EXERCISE REQUIREMENTS:
From the entries below, tally how many lines contain "world" and report only that figure.

Saved data entries
::::::
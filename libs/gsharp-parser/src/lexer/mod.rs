//! # GSharp Lexer
//!
//! Tokenizes GSharp program text.
//!
//! The lexer skips whitespace and `//` comments, folds a leading `-` into a
//! number literal when it cannot be a binary minus, and consumes whole
//! `function name(a, b) =>` headers so the parser sees them pre-split.
//!
//! ## Example
//!
//! ```rust
//! use gsharp_parser::lexer::{Lexer, TokenKind};
//!
//! let tokens = Lexer::new("point p(1, 2);").tokenize().unwrap();
//! assert_eq!(tokens[0].kind, TokenKind::Point);
//! ```

mod cursor;
mod token;

pub use cursor::Cursor;
pub use token::{Token, TokenKind};

use crate::error::{LexError, LexErrorKind};
use crate::span::{Position, Span};
use gsharp_geometry::FigureKind;

// =============================================================================
// LEXER
// =============================================================================

/// GSharp lexer.
///
/// Converts source text into a stream of tokens ending with `Eof`.
pub struct Lexer<'a> {
    /// Character cursor.
    cursor: Cursor<'a>,
    /// Collected tokens.
    tokens: Vec<Token>,
}

impl<'a> Lexer<'a> {
    /// Create a new lexer for source text.
    pub fn new(source: &'a str) -> Self {
        Self {
            cursor: Cursor::new(source),
            tokens: Vec::new(),
        }
    }

    /// Tokenize the entire source.
    ///
    /// ## Returns
    ///
    /// Vector of tokens including the EOF token, or the first lexical error.
    ///
    /// ## Example
    ///
    /// ```rust
    /// use gsharp_parser::lexer::{Lexer, TokenKind};
    ///
    /// let tokens = Lexer::new("draw p;").tokenize().unwrap();
    /// assert!(tokens.last().map_or(false, |t| t.kind == TokenKind::Eof));
    /// ```
    pub fn tokenize(mut self) -> Result<Vec<Token>, LexError> {
        loop {
            self.skip_whitespace_and_comments();
            if self.cursor.is_eof() {
                break;
            }
            self.scan_token()?;
        }

        let eof = self.cursor.position();
        self.tokens
            .push(Token::new(TokenKind::Eof, Span::at(eof), String::new()));
        log::trace!("lexed {} tokens", self.tokens.len());
        Ok(self.tokens)
    }

    /// Skip whitespace and line comments.
    fn skip_whitespace_and_comments(&mut self) {
        loop {
            self.cursor.advance_while(char::is_whitespace);

            if self.cursor.starts_with("//") {
                self.cursor.advance_while(|c| c != '\n');
                continue;
            }

            break;
        }
    }

    /// Push a token spanning from `start` to the cursor.
    fn push(&mut self, kind: TokenKind, start: Position) {
        let text = self.cursor.slice_from(start).to_string();
        self.push_text(kind, start, text);
    }

    fn push_text(&mut self, kind: TokenKind, start: Position, text: String) {
        let span = Span::new(start, self.cursor.position());
        self.tokens.push(Token::new(kind, span, text));
    }

    /// Whether the previous token can end an operand.
    fn after_operand(&self) -> bool {
        self.tokens
            .last()
            .map_or(false, |token| token.kind.ends_operand())
    }

    /// Scan a single token.
    fn scan_token(&mut self) -> Result<(), LexError> {
        let start = self.cursor.position();
        let c = match self.cursor.peek() {
            Some(c) => c,
            None => return Ok(()),
        };

        // Multi-character operators first
        for (text, kind) in [
            ("...", TokenKind::Ellipsis),
            ("=>", TokenKind::FatArrow),
            ("->", TokenKind::Arrow),
            ("==", TokenKind::EqEq),
            ("!=", TokenKind::BangEq),
            (">=", TokenKind::GtEq),
            ("<=", TokenKind::LtEq),
        ] {
            if self.cursor.starts_with(text) {
                self.cursor.advance_by(text.len());
                self.push(kind, start);
                return Ok(());
            }
        }

        if c == '-'
            && self.cursor.peek_next().map_or(false, |n| n.is_ascii_digit())
            && !self.after_operand()
        {
            self.cursor.advance();
            self.scan_number(start);
            return Ok(());
        }

        let kind = match c {
            '(' => TokenKind::LParen,
            ')' => TokenKind::RParen,
            '{' => TokenKind::LBrace,
            '}' => TokenKind::RBrace,
            ';' => TokenKind::Semicolon,
            ',' => TokenKind::Comma,
            '+' => TokenKind::Plus,
            '-' => TokenKind::Minus,
            '*' => TokenKind::Star,
            '/' => TokenKind::Slash,
            '%' => TokenKind::Percent,
            '^' => TokenKind::Caret,
            '=' => TokenKind::Eq,
            '<' => TokenKind::Lt,
            '>' => TokenKind::Gt,
            '"' => return self.scan_string(start),
            '0'..='9' => {
                self.scan_number(start);
                return Ok(());
            }
            c if c.is_alphabetic() || c == '_' => return self.scan_identifier(start),
            other => return Err(LexError::new(LexErrorKind::InvalidChar(other), start)),
        };

        self.cursor.advance();
        self.push(kind, start);
        Ok(())
    }

    /// Scan a string literal. There are no escape sequences.
    fn scan_string(&mut self, start: Position) -> Result<(), LexError> {
        self.cursor.advance(); // Opening quote
        let content_start = self.cursor.position();
        self.cursor.advance_while(|c| c != '"');

        if self.cursor.is_eof() {
            return Err(LexError::new(LexErrorKind::UnterminatedString, start));
        }

        let content = self.cursor.slice_from(content_start).to_string();
        self.cursor.advance(); // Closing quote
        self.push_text(TokenKind::String, start, content);
        Ok(())
    }

    /// Scan a number literal with an optional fractional part.
    ///
    /// A `.` only belongs to the number when a digit follows it, so `1...5`
    /// lexes as `1`, `...`, `5`.
    fn scan_number(&mut self, start: Position) {
        self.cursor.advance_while(|c| c.is_ascii_digit());

        if self.cursor.peek() == Some('.')
            && self.cursor.peek_next().map_or(false, |c| c.is_ascii_digit())
        {
            self.cursor.advance();
            self.cursor.advance_while(|c| c.is_ascii_digit());
        }

        self.push(TokenKind::Number, start);
    }

    /// Read a bare identifier, returning its text.
    fn read_identifier(&mut self) -> &'a str {
        let start = self.cursor.position();
        self.cursor.advance_while(|c| c.is_alphanumeric() || c == '_');
        self.cursor.slice_from(start)
    }

    /// Scan an identifier or keyword.
    fn scan_identifier(&mut self, start: Position) -> Result<(), LexError> {
        let text = self.read_identifier();

        let kind = match text {
            "intersect" => TokenKind::Intersect,
            "draw" => TokenKind::Draw,
            "measure" => TokenKind::Measure,
            "point" => TokenKind::Point,
            "line" => TokenKind::Figure(FigureKind::Line),
            "segment" => TokenKind::Figure(FigureKind::Segment),
            "ray" => TokenKind::Figure(FigureKind::Ray),
            "circle" => TokenKind::Figure(FigureKind::Circle),
            "arc" => TokenKind::Figure(FigureKind::Arc),
            "color" => TokenKind::Color,
            "restore" => TokenKind::Restore,
            "const" => TokenKind::Const,
            "let" => TokenKind::Let,
            "function" => TokenKind::Function,
            "if" => TokenKind::If,
            "then" => TokenKind::Then,
            "else" => TokenKind::Else,
            "in" => TokenKind::In,
            "true" => TokenKind::True,
            "false" => TokenKind::False,
            _ => TokenKind::Identifier,
        };

        self.push(kind, start);

        if kind == TokenKind::Function {
            self.scan_function_header()?;
        }
        Ok(())
    }

    /// Consume `name(p1, p2, ...) =>` after the `function` keyword.
    fn scan_function_header(&mut self) -> Result<(), LexError> {
        self.skip_whitespace_and_comments();
        let start = self.cursor.position();
        if !self
            .cursor
            .peek()
            .map_or(false, |c| c.is_alphabetic() || c == '_')
        {
            return Err(malformed("expected function name", start));
        }
        self.read_identifier();
        self.push(TokenKind::FunctionName, start);

        self.skip_whitespace_and_comments();
        if self.cursor.peek() != Some('(') {
            return Err(malformed("expected '(' after function name", self.cursor.position()));
        }
        self.cursor.advance();

        self.skip_whitespace_and_comments();
        if self.cursor.peek() != Some(')') {
            loop {
                self.skip_whitespace_and_comments();
                let param = self.cursor.position();
                if !self
                    .cursor
                    .peek()
                    .map_or(false, |c| c.is_alphabetic() || c == '_')
                {
                    return Err(malformed("expected parameter name", param));
                }
                self.read_identifier();
                self.push(TokenKind::Parameter, param);

                self.skip_whitespace_and_comments();
                match self.cursor.peek() {
                    Some(',') => {
                        self.cursor.advance();
                    }
                    Some(')') => break,
                    _ => {
                        return Err(malformed(
                            "expected ',' or ')' in parameter list",
                            self.cursor.position(),
                        ))
                    }
                }
            }
        }
        self.cursor.advance(); // ')'

        self.skip_whitespace_and_comments();
        let arrow = self.cursor.position();
        if !self.cursor.starts_with("=>") {
            return Err(malformed("expected '=>' after parameter list", arrow));
        }
        self.cursor.advance_by(2);
        self.push(TokenKind::FatArrow, arrow);
        Ok(())
    }
}

fn malformed(message: &str, position: Position) -> LexError {
    LexError::new(
        LexErrorKind::MalformedFunctionHeader(message.to_string()),
        position,
    )
}

// =============================================================================
// TESTS
// =============================================================================

#[cfg(test)]
mod tests {
    use super::*;

    fn kinds(src: &str) -> Vec<TokenKind> {
        Lexer::new(src)
            .tokenize()
            .unwrap()
            .into_iter()
            .map(|t| t.kind)
            .collect()
    }

    #[test]
    fn test_tokenize_point_declaration() {
        let tokens = Lexer::new("point p(1, 2);").tokenize().unwrap();

        // point, p, (, 1, ,, 2, ), ;, EOF
        assert_eq!(tokens.len(), 9);
        assert_eq!(tokens[0].kind, TokenKind::Point);
        assert_eq!(tokens[1].kind, TokenKind::Identifier);
        assert_eq!(tokens[1].text, "p");
        assert_eq!(tokens[3].text, "1");
        assert_eq!(tokens[7].kind, TokenKind::Semicolon);
        assert_eq!(tokens[8].kind, TokenKind::Eof);
    }

    #[test]
    fn test_tokenize_figure_keywords() {
        assert_eq!(
            kinds("line ray arc"),
            vec![
                TokenKind::Figure(FigureKind::Line),
                TokenKind::Figure(FigureKind::Ray),
                TokenKind::Figure(FigureKind::Arc),
                TokenKind::Eof,
            ]
        );
    }

    #[test]
    fn test_tokenize_with_comments() {
        let tokens = Lexer::new("// comment\ndraw p; // trailing").tokenize().unwrap();
        assert_eq!(tokens[0].kind, TokenKind::Draw);
        assert_eq!(tokens[0].line(), 2);
        assert_eq!(tokens.len(), 4);
    }

    #[test]
    fn test_tokenize_operators() {
        assert_eq!(
            kinds("== != <= >= => -> ... ="),
            vec![
                TokenKind::EqEq,
                TokenKind::BangEq,
                TokenKind::LtEq,
                TokenKind::GtEq,
                TokenKind::FatArrow,
                TokenKind::Arrow,
                TokenKind::Ellipsis,
                TokenKind::Eq,
                TokenKind::Eof,
            ]
        );
    }

    #[test]
    fn test_tokenize_float() {
        let tokens = Lexer::new("3.14").tokenize().unwrap();
        assert_eq!(tokens[0].kind, TokenKind::Number);
        assert_eq!(tokens[0].text, "3.14");
    }

    #[test]
    fn test_tokenize_range_does_not_eat_dot() {
        let tokens = Lexer::new("{1...5}").tokenize().unwrap();
        assert_eq!(tokens[1].text, "1");
        assert_eq!(tokens[2].kind, TokenKind::Ellipsis);
        assert_eq!(tokens[3].text, "5");
    }

    #[test]
    fn test_tokenize_negative_literal() {
        let tokens = Lexer::new("x = -2").tokenize().unwrap();
        assert_eq!(tokens[2].kind, TokenKind::Number);
        assert_eq!(tokens[2].text, "-2");
    }

    #[test]
    fn test_tokenize_subtraction_stays_binary() {
        assert_eq!(
            kinds("3-2"),
            vec![
                TokenKind::Number,
                TokenKind::Minus,
                TokenKind::Number,
                TokenKind::Eof
            ]
        );
        assert_eq!(kinds("(a)-1")[3], TokenKind::Minus);
    }

    #[test]
    fn test_tokenize_string_strips_quotes() {
        let tokens = Lexer::new("\"hello world\"").tokenize().unwrap();
        assert_eq!(tokens[0].kind, TokenKind::String);
        assert_eq!(tokens[0].text, "hello world");
    }

    #[test]
    fn test_unterminated_string() {
        let err = Lexer::new("draw p \"label").tokenize().unwrap_err();
        assert_eq!(err.kind, LexErrorKind::UnterminatedString);
        assert_eq!(err.position.column, 8);
    }

    #[test]
    fn test_invalid_char_reports_position() {
        let err = Lexer::new("x = 1;\ny = @").tokenize().unwrap_err();
        assert_eq!(err.kind, LexErrorKind::InvalidChar('@'));
        assert_eq!(err.position.line, 2);
        assert_eq!(err.position.column, 5);
    }

    #[test]
    fn test_function_header() {
        let tokens = Lexer::new("function add(a, b) => a + b").tokenize().unwrap();
        let kinds: Vec<_> = tokens.iter().map(|t| t.kind).collect();
        assert_eq!(
            &kinds[..5],
            &[
                TokenKind::Function,
                TokenKind::FunctionName,
                TokenKind::Parameter,
                TokenKind::Parameter,
                TokenKind::FatArrow,
            ]
        );
        assert_eq!(tokens[1].text, "add");
        assert_eq!(tokens[3].text, "b");
    }

    #[test]
    fn test_function_header_without_params() {
        let kinds = kinds("function one() => 1");
        assert_eq!(kinds[2], TokenKind::FatArrow);
    }

    #[test]
    fn test_malformed_function_header() {
        let err = Lexer::new("function f(a, b) a + b").tokenize().unwrap_err();
        assert!(matches!(err.kind, LexErrorKind::MalformedFunctionHeader(_)));

        let err = Lexer::new("function f a").tokenize().unwrap_err();
        assert!(matches!(err.kind, LexErrorKind::MalformedFunctionHeader(_)));
    }

    #[test]
    fn test_underscore_is_identifier() {
        assert_eq!(kinds("_")[0], TokenKind::Identifier);
    }
}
::::::
FINISHED TASK:
2